Work task: Restate each record word for word, from the first to the last.

Data extract:
==============================

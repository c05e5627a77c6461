//! Shared types for the ordering platform
//!
//! Wire types exchanged between the order API (producer) and the
//! fulfillment worker (consumer) over the order queue.

pub mod order;

// Re-exports
pub use order::{
    DecodeError, ORDER_QUEUE, OrderMessage, OrderMessageItem, OrderStatus, UnknownStatus,
};
pub use serde::{Deserialize, Serialize};
use std::path::Path;
use std::sync::Arc;

use anyhow::Context;
use order_worker::{
    AmqpBroker, OrderStatusStore, PgOrderStatusStore, ShutdownCoordinator, Worker, WorkerConfig,
    cleanup_old_logs, init_logger_with_file, kitchen,
};

#[tokio::main]
async fn main() -> anyhow::Result<()> {
    let _ = dotenvy::dotenv();

    let config = WorkerConfig::from_env().context("invalid worker configuration")?;

    init_logger_with_file(&config.log_level, config.log_json, config.log_dir.as_deref())?;
    if let Some(dir) = &config.log_dir
        && let Err(e) = cleanup_old_logs(Path::new(dir))
    {
        tracing::warn!(error = %e, "Initial log cleanup failed");
    }

    tracing::info!(
        environment = %config.environment,
        broker = %config.broker_url,
        database = %config.database_url_redacted(),
        queue = %config.queue,
        "🍳 Order worker configured"
    );

    let store: Arc<dyn OrderStatusStore> = Arc::new(
        PgOrderStatusStore::connect_lazy(&config.database_url, config.db_max_connections)
            .context("invalid DATABASE_URL")?,
    );
    let kitchen = kitchen::from_config(&config);

    let shutdown = ShutdownCoordinator::new();
    let signals = shutdown.listen_for_signals();

    let worker = Worker::from_config(
        &config,
        Arc::new(AmqpBroker::default()),
        kitchen,
        store,
        shutdown.token(),
    );
    worker.run().await;

    signals.abort();
    Ok(())
}
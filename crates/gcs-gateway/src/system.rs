//! System-message composition: domain context, tool registry, and
//! tool-call output format instructions.

use gcs_core::ToolDefinition;

const TOOL_CALL_FORMAT_INSTRUCTIONS: &str = r#"When you need to invoke a tool, respond with exactly one JSON object and nothing else:
{"tool_call": {"agent_name": "<tool's namespace>", "method_name": "<tool name>", "parameters": {...}}}
Use EXACTLY "agent_name", "method_name", and "parameters" as the keys. If no tool is needed, respond in plain text instead."#;

const FINAL_PROMPT_INSTRUCTIONS: &str = r#"No further tool calls are permitted for this turn. Answer now in plain language. If you can name other agents or tools that might help next, end your answer with a line starting "Suggested Agents: " followed by a comma-separated list; omit that line otherwise."#;

/// Build the system message sent ahead of the conversation history:
/// optional domain context, the `[TOOL_REGISTRY]` block, then the tool-call
/// output-format instructions.
#[must_use]
pub fn compose_system_message(domain_context: Option<&str>, tools: &[ToolDefinition]) -> String {
    let mut sections = Vec::new();

    if let Some(context) = domain_context {
        if !context.is_empty() {
            sections.push(context.to_string());
        }
    }

    sections.push(render_tool_registry(tools));
    sections.push(TOOL_CALL_FORMAT_INSTRUCTIONS.to_string());

    sections.join("\n\n")
}

/// Build the system message for the bound-hit final prompt: domain context
/// plus instructions forbidding further tool calls. No `[TOOL_REGISTRY]`
/// block, since no tool is offered on this call.
#[must_use]
pub fn compose_final_system_message(domain_context: Option<&str>) -> String {
    let mut sections = Vec::new();

    if let Some(context) = domain_context {
        if !context.is_empty() {
            sections.push(context.to_string());
        }
    }

    sections.push(FINAL_PROMPT_INSTRUCTIONS.to_string());
    sections.join("\n\n")
}

fn render_tool_registry(tools: &[ToolDefinition]) -> String {
    let mut block = String::from("[TOOL_REGISTRY]\n");
    if tools.is_empty() {
        block.push_str("(no tools available)\n");
        return block;
    }
    for tool in tools {
        block.push_str(&format!(
            "- {}: {}\n  parameters: {}\n",
            tool.name, tool.description, tool.parameters
        ));
    }
    block
}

==============================

Expected output:
repository c05e5627a77c6461
//! Shared types for the ordering platform
//!
//! Wire types exchanged between the order API (producer) and the
//! fulfillment worker (consumer) over the order queue.

pub mod order;

// Re-exports
pub use order::{
    DecodeError, ORDER_QUEUE, OrderMessage, OrderMessageItem, OrderStatus, UnknownStatus,
};
pub use serde::{Deserialize, Serialize};
use std::path::Path;
use std::sync::Arc;

use anyhow::Context;
use order_worker::{
    AmqpBroker, OrderStatusStore, PgOrderStatusStore, ShutdownCoordinator, Worker, WorkerConfig,
    cleanup_old_logs, init_logger_with_file, kitchen,
};

#[tokio::main]
async fn main() -> anyhow::Result<()> {
    let _ = dotenvy::dotenv();

    let config = WorkerConfig::from_env().context("invalid worker configuration")?;

    init_logger_with_file(&config.log_level, config.log_json, config.log_dir.as_deref())?;
    if let Some(dir) = &config.log_dir
        && let Err(e) = cleanup_old_logs(Path::new(dir))
    {
        tracing::warn!(error = %e, "Initial log cleanup failed");
    }

    tracing::info!(
        environment = %config.environment,
        broker = %config.broker_url,
        database = %config.database_url_redacted(),
        queue = %config.queue,
        "🍳 Order worker configured"
    );

    let store: Arc<dyn OrderStatusStore> = Arc::new(
        PgOrderStatusStore::connect_lazy(&config.database_url, config.db_max_connections)
            .context("invalid DATABASE_URL")?,
    );
    let kitchen = kitchen::from_config(&config);

    let shutdown = ShutdownCoordinator::new();
    let signals = shutdown.listen_for_signals();

    let worker = Worker::from_config(
        &config,
        Arc::new(AmqpBroker::default()),
        kitchen,
        store,
        shutdown.token(),
    );
    worker.run().await;

    signals.abort();
    Ok(())
}
filename crates/gcs-gateway/src/system.rs
//! System-message composition: domain context, tool registry, and
//! tool-call output format instructions.

use gcs_core::ToolDefinition;

const TOOL_CALL_FORMAT_INSTRUCTIONS: &str = r#"When you need to invoke a tool, respond with exactly one JSON object and nothing else:
{"tool_call": {"agent_name": "<tool's namespace>", "method_name": "<tool name>", "parameters": {...}}}
Use EXACTLY "agent_name", "method_name", and "parameters" as the keys. If no tool is needed, respond in plain text instead."#;

const FINAL_PROMPT_INSTRUCTIONS: &str = r#"No further tool calls are permitted for this turn. Answer now in plain language. If you can name other agents or tools that might help next, end your answer with a line starting "Suggested Agents: " followed by a comma-separated list; omit that line otherwise."#;

/// Build the system message sent ahead of the conversation history:
/// optional domain context, the `[TOOL_REGISTRY]` block, then the tool-call
/// output-format instructions.
#[must_use]
pub fn compose_system_message(domain_context: Option<&str>, tools: &[ToolDefinition]) -> String {
    let mut sections = Vec::new();

    if let Some(context) = domain_context {
        if !context.is_empty() {
            sections.push(context.to_string());
        }
    }

    sections.push(render_tool_registry(tools));
    sections.push(TOOL_CALL_FORMAT_INSTRUCTIONS.to_string());

    sections.join("\n\n")
}

/// Build the system message for the bound-hit final prompt: domain context
/// plus instructions forbidding further tool calls. No `[TOOL_REGISTRY]`
/// block, since no tool is offered on this call.
#[must_use]
pub fn compose_final_system_message(domain_context: Option<&str>) -> String {
    let mut sections = Vec::new();

    if let Some(context) = domain_context {
        if !context.is_empty() {
            sections.push(context.to_string());
        }
    }

    sections.push(FINAL_PROMPT_INSTRUCTIONS.to_string());
    sections.join("\n\n")
}

fn render_tool_registry(tools: &[ToolDefinition]) -> String {
    let mut block = String::from("[TOOL_REGISTRY]\n");
    if tools.is_empty() {
        block.push_str("(no tools available)\n");
        return block;
    }
    for tool in tools {
        block.push_str(&format!(
            "- {}: {}\n  parameters: {}\n",
            tool.name, tool.description, tool.parameters
        ));
    }
    block
}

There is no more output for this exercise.